Griswold considers the opportunity to get to know and support the Champions throughout the semester a blessing, remembering the role the Champions play.

“The Champion’s speeches about their cancer journeys serve as daily reminders and inspiration of why we do Wake ‘N Shake and what an impact it has,” Griswold said.

Freshman Harrison Stone appreciated the Champions element of the program, saying that hearing the stories of those affected by cancer made him “recognize that what we were doing mattered, as the stories of the Champions who had battled cancer gave the event a more intimate, personalized touch that inspired everyone to keep dancing into the night.”

Hearing the Champions share their stories was surpassingly special for one student in particular. Sophomore Rachel Hotvedt’s father, Doug, was invited as a featured speaker. Hotvedt, who is still currently fighting his battle with cancer, and his wife flew down from Bloomington, MN for the weekend to speak at the event and spend time with their daughter.

Overwhelmed by emotion as her father took the stage and captivated the crowd, Rachel realized how grateful she was that her dad was healthy enough to make it for the weekend, knowing that his testimony was bound to impact others.

“It is difficult to articulate the pride I felt as I watched his words touch the hearts of so many,” Rachel said. “I have been overwhelmed by the love and support that my family has received in the last 24 hours.
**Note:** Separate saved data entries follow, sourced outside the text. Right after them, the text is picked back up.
//! Step execution.

use crate::error::SetupError;
use crate::step::{OutputMode, Step, StepCommand};
use crate::Result;
use async_trait::async_trait;
use serde::{Deserialize, Serialize};
use std::process::Stdio;
use std::time::{Duration, Instant};
use tokio::process::Command;
use tracing::debug;

/// Result of a step execution.
#[derive(Debug, Clone, Serialize, Deserialize)]
pub struct StepResult {
    /// Step that ran.
    pub step: Step,

    /// Exit code (0 = success, -1 = terminated by signal).
    pub exit_code: i32,

    /// Captured stdout (empty for inherited output).
    #[serde(skip_serializing_if = "String::is_empty", default)]
    pub stdout: String,

    /// Captured stderr (empty for inherited output).
    #[serde(skip_serializing_if = "String::is_empty", default)]
    pub stderr: String,

    /// Duration in milliseconds.
    pub duration_ms: u64,

    /// Whether execution succeeded.
    pub success: bool,
}

impl StepResult {
    /// Whether this step passed (exit code 0).
    pub fn passed(&self) -> bool {
        self.success && self.exit_code == 0
    }

    /// Last `max_lines` lines of stderr, for diagnostics.
    pub fn stderr_tail(&self, max_lines: usize) -> String {
        let lines: Vec<&str> = self.stderr.lines().collect();
        let start = lines.len().saturating_sub(max_lines);
        lines[start..].join("\n")
    }
}

/// Executes step commands.
///
/// The orchestrator only ever talks to this trait, so tests can observe
/// which steps would have been launched without a Python toolchain.
#[async_trait]
pub trait CommandRunner: Send + Sync {
    /// Run `command` to completion.
    ///
    /// A non-zero exit is reported through [`StepResult`], not as an error.
    /// Errors mean the process could not be started or timed out.
    async fn run(&self, command: &StepCommand) -> Result<StepResult>;
}

/// Runs steps as real child processes on the tokio runtime.
#[derive(Debug, Default, Clone, Copy)]
pub struct TokioCommandRunner;

impl TokioCommandRunner {
    pub fn new() -> Self {
        Self
    }
}

#[async_trait]
impl CommandRunner for TokioCommandRunner {
    async fn run(&self, command: &StepCommand) -> Result<StepResult> {
        let start = Instant::now();
        debug!(step = %command.step, command = %command.command_line(), "Spawning");

        let mut cmd = Command::new(&command.program);
        cmd.args(&command.args).kill_on_drop(true);

        for (key, value) in &command.envs {
            cmd.env(key, value);
        }
        for key in &command.env_remove {
            cmd.env_remove(key);
        }
        if let Some(dir) = &command.current_dir {
            cmd.current_dir(dir);
        }

        match command.output {
            OutputMode::Captured => {
                cmd.stdin(Stdio::null())
                    .stdout(Stdio::piped())
                    .stderr(Stdio::piped());
            }
            OutputMode::Inherited => {
                cmd.stdin(Stdio::inherit())
                    .stdout(Stdio::inherit())
                    .stderr(Stdio::inherit());
            }
        }

        let child = cmd.spawn().map_err(|source| SetupError::Spawn {
            program: command.program.display().to_string(),
            source,
        })?;

        let output = if command.timeout_secs > 0 {
            tokio::time::timeout(
                Duration::from_secs(command.timeout_secs),
                child.wait_with_output(),
            )
            .await
            .map_err(|_| SetupError::StepTimedOut {
                step: command.step,
                timeout_secs: command.timeout_secs,
            })??
        } else {
            child.wait_with_output().await?
        };

        let duration_ms = start.elapsed().as_millis() as u64;
        let exit_code = output.status.code().unwrap_or(-1);

        Ok(StepResult {
            step: command.step,
            exit_code,
            stdout: String::from_utf8_lossy(&output.stdout).to_string(),
            stderr: String::from_utf8_lossy(&output.stderr).to_string(),
            duration_ms,
            success: output.status.success(),
        })
    }
}

#[cfg(test)]
mod tests {
    use super::*;

    fn result(exit_code: i32, stderr: &str) -> StepResult {
        StepResult {
            step: Step::InstallDependencies,
            exit_code,
            stdout: String::new(),
            stderr: stderr.to_string(),
            duration_ms: 100,
            success: exit_code == 0,
        }
    }

    #[test]
    fn test_step_result_passed() {
        assert!(result(0, "").passed());
    }

    #[test]
    fn test_step_result_failed() {
        assert!(!result(1, "error").passed());
    }

    #[test]
    fn test_stderr_tail() {
        let r = result(1, "one\ntwo\nthree\n");
        assert_eq!(r.stderr_tail(2), "two\nthree");
        assert_eq!(r.stderr_tail(10), "one\ntwo\nthree");
    }

    #[cfg(unix)]
    #[tokio::test]
    async fn test_execute_simple_command() {
        let command = StepCommand::new(Step::RunGenerator, "echo")
            .arg("hello")
            .timeout(60);
        let command = StepCommand {
            output: OutputMode::Captured,
            ..command
        };

        let result = TokioCommandRunner.run(&command).await.expect("execute failed");
        assert!(result.success);
        assert_eq!(result.exit_code, 0);
        assert!(result.stdout.contains("hello"));
    }

    #[cfg(unix)]
    #[tokio::test]
    async fn test_execute_failing_command() {
        let command = StepCommand::new(Step::UpgradeInstaller, "sh").args(["-c", "exit 3"]);

        let result = TokioCommandRunner.run(&command).await.expect("execute failed");
        assert!(!result.passed());
        assert_eq!(result.exit_code, 3);
    }

    #[cfg(unix)]
    #[tokio::test]
    async fn test_env_overlay_reaches_child() {
        let command = StepCommand::new(Step::UpgradeInstaller, "sh")
            .args(["-c", "printf '%s' \"$VIRTUAL_ENV\""]);
        let mut command = command;
        command
            .envs
            .push(("VIRTUAL_ENV".to_string(), "/tmp/some-venv".into()));

        let result = TokioCommandRunner.run(&command).await.unwrap();
        assert_eq!(result.stdout, "/tmp/some-venv");
    }

    #[cfg(unix)]
    #[tokio::test]
    async fn test_timeout_is_fatal() {
        let command = StepCommand::new(Step::UpgradeInstaller, "sleep")
            .arg("5")
            .timeout(1);

        let err = TokioCommandRunner.run(&command).await.unwrap_err();
        assert!(matches!(
            err,
            SetupError::StepTimedOut {
                step: Step::UpgradeInstaller,
                timeout_secs: 1
            }
        ));
    }

    #[tokio::test]
    async fn test_missing_program_is_spawn_error() {
        let command = StepCommand::new(Step::CreateEnvironment, "no-such-python-xyz");
        let err = TokioCommandRunner.run(&command).await.unwrap_err();
        assert!(matches!(err, SetupError::Spawn { .. }));
    }
}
This sense of community established by events like Wake ‘N Shake is what makes me proud to be a Demon Deacon.”

Also striking a personal note was the student speaker, sophomore Grace Franzese, who slowed things down as the last Champion of the night. Many around campus know Franzese as a Lilting Banshee, Tri Delta and English major who always has a smile on her face, but a closer look will reveal her childhood battle with osteosarcoma. Now five years clean, and therefore officially cured, Franzese commanded the stage with an emotional testimony of her battle.

“The students of this school gave so much to [Wake ‘N Shake], and this was what I could give that they couldn’t,” Franzese said. “I felt like I owed it to them as much as I owed it to myself and other survivors and patients out there. I’m honored to have done my part, and so grateful that so many did theirs.”

Franzese has been overwhelmed by the number of students she doesn’t know that have come up to her since Saturday and expressed their gratitude for how her story touched them.

With the clock quickly approaching midnight, students began to reflect upon the need for unity in the continued fight against cancer.

“Seeing the entire WFU community come together, forming a giant circle around the gym, gave me chills,” Harrison Stone said. “Arm-in-arm, glow sticks in hand, singing and counting our way down to midnight, we embraced each other as one unified community with a single goal: to fight cancer. It’s moments like these that remind me how special of a place Wake Forest is.”